▶ _EXERCISE BRIEF_
Up to and including the line that contains "(status = 200, description", reproduce every line exactly, beginning with the first line below.

━━ LISTED RECORDS ━━

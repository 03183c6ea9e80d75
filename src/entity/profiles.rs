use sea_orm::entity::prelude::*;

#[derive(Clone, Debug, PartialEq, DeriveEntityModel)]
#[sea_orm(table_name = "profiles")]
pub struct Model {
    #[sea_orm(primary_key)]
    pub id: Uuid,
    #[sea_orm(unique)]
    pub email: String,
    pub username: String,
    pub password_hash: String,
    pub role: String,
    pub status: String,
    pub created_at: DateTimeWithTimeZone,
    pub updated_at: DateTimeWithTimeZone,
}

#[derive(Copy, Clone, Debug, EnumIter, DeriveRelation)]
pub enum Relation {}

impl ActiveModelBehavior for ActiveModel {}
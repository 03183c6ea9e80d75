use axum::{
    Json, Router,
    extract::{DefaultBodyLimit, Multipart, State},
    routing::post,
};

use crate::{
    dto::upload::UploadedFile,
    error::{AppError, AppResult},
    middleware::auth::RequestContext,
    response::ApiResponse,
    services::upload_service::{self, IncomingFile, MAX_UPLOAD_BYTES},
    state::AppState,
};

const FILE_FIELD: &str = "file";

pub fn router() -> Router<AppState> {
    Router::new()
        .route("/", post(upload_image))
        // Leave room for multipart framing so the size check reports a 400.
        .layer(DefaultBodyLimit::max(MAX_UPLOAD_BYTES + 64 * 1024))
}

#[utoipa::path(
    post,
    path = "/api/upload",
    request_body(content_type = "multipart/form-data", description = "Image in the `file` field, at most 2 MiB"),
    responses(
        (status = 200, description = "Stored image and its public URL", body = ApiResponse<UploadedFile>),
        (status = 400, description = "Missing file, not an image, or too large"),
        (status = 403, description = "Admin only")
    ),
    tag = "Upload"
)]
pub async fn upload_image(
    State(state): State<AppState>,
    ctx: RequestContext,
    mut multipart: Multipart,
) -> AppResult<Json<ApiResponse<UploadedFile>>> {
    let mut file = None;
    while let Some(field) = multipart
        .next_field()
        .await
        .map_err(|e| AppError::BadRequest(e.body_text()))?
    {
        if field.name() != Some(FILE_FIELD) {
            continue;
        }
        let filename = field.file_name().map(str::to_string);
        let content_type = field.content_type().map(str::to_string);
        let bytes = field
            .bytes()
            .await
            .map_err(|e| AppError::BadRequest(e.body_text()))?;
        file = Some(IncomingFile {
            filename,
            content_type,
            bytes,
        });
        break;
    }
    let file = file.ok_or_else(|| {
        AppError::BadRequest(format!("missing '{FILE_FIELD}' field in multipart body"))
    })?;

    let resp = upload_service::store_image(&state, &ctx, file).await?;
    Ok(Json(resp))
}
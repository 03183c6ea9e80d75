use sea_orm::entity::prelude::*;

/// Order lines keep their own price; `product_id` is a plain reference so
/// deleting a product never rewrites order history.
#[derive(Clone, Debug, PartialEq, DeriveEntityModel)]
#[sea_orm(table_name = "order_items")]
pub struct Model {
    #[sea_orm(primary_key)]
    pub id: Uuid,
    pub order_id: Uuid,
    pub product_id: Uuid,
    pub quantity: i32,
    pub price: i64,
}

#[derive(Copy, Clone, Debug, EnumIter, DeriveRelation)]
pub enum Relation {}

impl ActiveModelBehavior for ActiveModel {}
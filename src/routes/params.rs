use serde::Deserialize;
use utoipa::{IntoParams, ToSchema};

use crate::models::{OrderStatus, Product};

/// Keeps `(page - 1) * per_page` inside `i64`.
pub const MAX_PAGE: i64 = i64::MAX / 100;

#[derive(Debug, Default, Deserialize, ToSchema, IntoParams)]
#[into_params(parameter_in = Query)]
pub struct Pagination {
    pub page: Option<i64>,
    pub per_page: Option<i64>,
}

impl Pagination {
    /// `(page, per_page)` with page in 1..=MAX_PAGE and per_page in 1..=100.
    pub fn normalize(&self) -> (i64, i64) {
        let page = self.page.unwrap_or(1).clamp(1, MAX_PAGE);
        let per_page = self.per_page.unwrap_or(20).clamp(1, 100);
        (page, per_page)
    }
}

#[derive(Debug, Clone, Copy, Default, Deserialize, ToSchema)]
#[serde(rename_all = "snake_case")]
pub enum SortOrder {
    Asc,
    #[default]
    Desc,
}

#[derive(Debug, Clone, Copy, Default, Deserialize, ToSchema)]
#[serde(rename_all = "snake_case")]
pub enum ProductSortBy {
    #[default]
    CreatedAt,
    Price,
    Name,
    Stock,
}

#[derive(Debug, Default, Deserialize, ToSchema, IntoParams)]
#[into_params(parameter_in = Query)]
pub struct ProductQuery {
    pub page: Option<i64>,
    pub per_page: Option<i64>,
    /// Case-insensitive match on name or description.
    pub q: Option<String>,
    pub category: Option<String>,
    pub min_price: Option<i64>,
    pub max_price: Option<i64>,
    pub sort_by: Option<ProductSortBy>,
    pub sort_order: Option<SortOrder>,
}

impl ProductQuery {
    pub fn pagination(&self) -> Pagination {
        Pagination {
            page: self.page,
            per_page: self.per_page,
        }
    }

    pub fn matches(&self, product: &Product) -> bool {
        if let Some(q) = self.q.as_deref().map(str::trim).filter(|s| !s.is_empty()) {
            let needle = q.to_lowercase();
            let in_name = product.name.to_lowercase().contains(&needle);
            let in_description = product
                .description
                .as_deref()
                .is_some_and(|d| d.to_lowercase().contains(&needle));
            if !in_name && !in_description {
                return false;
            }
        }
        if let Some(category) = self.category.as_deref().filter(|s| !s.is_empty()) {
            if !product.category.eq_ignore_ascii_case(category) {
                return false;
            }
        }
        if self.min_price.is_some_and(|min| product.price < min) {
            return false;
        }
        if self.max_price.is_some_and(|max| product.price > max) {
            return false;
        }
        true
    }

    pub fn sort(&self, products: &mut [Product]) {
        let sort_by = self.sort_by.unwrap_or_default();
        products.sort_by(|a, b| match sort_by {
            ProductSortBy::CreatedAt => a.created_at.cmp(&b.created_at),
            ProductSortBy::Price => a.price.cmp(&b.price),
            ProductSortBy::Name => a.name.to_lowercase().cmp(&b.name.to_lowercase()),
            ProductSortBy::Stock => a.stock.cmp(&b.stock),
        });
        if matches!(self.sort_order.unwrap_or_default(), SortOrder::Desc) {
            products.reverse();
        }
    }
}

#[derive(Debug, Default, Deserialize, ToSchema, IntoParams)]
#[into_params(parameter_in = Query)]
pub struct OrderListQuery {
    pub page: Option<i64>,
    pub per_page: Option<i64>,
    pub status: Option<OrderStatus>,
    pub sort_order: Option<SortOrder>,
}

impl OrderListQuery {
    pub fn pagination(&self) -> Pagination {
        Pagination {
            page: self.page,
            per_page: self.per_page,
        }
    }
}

━━━

▶ _ANSWER SECTION_
repository 03183c6ea9e80d75
filename src/entity/profiles.rs
use sea_orm::entity::prelude::*;

#[derive(Clone, Debug, PartialEq, DeriveEntityModel)]
#[sea_orm(table_name = "profiles")]
pub struct Model {
    #[sea_orm(primary_key)]
    pub id: Uuid,
    #[sea_orm(unique)]
    pub email: String,
    pub username: String,
    pub password_hash: String,
    pub role: String,
    pub status: String,
    pub created_at: DateTimeWithTimeZone,
    pub updated_at: DateTimeWithTimeZone,
}

#[derive(Copy, Clone, Debug, EnumIter, DeriveRelation)]
pub enum Relation {}

impl ActiveModelBehavior for ActiveModel {}
repository 03183c6ea9e80d75
use axum::{
    Json, Router,
    extract::{DefaultBodyLimit, Multipart, State},
    routing::post,
};

use crate::{
    dto::upload::UploadedFile,
    error::{AppError, AppResult},
    middleware::auth::RequestContext,
    response::ApiResponse,
    services::upload_service::{self, IncomingFile, MAX_UPLOAD_BYTES},
    state::AppState,
};

const FILE_FIELD: &str = "file";

pub fn router() -> Router<AppState> {
    Router::new()
        .route("/", post(upload_image))
        // Leave room for multipart framing so the size check reports a 400.
        .layer(DefaultBodyLimit::max(MAX_UPLOAD_BYTES + 64 * 1024))
}

#[utoipa::path(
    post,
    path = "/api/upload",
    request_body(content_type = "multipart/form-data", description = "Image in the `file` field, at most 2 MiB"),
    responses(
        (status = 200, description = "Stored image and its public URL", body = ApiResponse<UploadedFile>),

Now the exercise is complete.